======== Records shown

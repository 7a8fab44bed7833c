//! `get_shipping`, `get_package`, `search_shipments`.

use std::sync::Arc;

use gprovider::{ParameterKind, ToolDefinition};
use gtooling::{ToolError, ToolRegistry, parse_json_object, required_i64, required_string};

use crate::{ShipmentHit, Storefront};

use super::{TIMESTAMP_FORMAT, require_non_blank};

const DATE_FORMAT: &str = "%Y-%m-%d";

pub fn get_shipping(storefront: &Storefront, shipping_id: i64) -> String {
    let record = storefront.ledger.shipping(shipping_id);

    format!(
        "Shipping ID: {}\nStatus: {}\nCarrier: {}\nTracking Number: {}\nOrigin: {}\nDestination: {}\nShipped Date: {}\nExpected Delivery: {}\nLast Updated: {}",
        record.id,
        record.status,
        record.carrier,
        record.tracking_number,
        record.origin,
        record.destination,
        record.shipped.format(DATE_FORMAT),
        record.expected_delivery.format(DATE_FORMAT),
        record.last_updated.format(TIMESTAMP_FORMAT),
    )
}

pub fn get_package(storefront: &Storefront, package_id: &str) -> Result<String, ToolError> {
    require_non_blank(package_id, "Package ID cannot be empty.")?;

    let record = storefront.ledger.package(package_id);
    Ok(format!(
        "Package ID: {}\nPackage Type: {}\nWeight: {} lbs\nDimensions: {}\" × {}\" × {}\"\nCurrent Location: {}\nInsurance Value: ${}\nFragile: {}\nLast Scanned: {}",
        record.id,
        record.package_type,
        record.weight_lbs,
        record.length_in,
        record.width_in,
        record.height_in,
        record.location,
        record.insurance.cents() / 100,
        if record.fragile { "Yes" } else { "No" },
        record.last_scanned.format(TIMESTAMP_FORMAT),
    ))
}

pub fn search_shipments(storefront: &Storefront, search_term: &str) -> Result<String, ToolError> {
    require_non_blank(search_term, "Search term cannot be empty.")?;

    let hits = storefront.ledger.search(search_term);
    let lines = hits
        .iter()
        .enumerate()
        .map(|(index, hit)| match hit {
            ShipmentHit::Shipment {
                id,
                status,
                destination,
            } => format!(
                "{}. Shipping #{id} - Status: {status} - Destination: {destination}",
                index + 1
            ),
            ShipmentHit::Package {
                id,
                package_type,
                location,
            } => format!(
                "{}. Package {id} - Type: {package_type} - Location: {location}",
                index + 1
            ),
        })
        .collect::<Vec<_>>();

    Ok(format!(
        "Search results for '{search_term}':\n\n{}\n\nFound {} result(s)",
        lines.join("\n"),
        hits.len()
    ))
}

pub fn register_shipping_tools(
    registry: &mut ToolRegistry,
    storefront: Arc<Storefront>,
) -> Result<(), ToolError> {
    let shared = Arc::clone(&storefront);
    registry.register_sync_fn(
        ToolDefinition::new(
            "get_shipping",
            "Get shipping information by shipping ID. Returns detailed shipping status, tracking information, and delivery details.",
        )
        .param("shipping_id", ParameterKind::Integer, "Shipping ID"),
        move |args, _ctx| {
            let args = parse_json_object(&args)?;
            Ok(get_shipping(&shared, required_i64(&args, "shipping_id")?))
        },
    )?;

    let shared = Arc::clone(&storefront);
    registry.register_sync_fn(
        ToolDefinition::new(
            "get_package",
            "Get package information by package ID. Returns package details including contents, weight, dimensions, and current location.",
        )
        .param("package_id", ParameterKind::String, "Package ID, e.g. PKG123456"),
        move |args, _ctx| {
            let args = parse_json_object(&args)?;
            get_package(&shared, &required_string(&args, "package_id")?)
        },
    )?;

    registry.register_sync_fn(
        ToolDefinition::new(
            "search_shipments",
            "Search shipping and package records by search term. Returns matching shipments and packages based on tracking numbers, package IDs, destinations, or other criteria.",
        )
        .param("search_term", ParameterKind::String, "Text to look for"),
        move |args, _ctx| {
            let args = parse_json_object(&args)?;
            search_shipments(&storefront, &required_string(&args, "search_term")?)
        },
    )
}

================

*About this exercise:*
Only the number should be given: how many lines of the data contain the word "shared"?

*Response below:*
4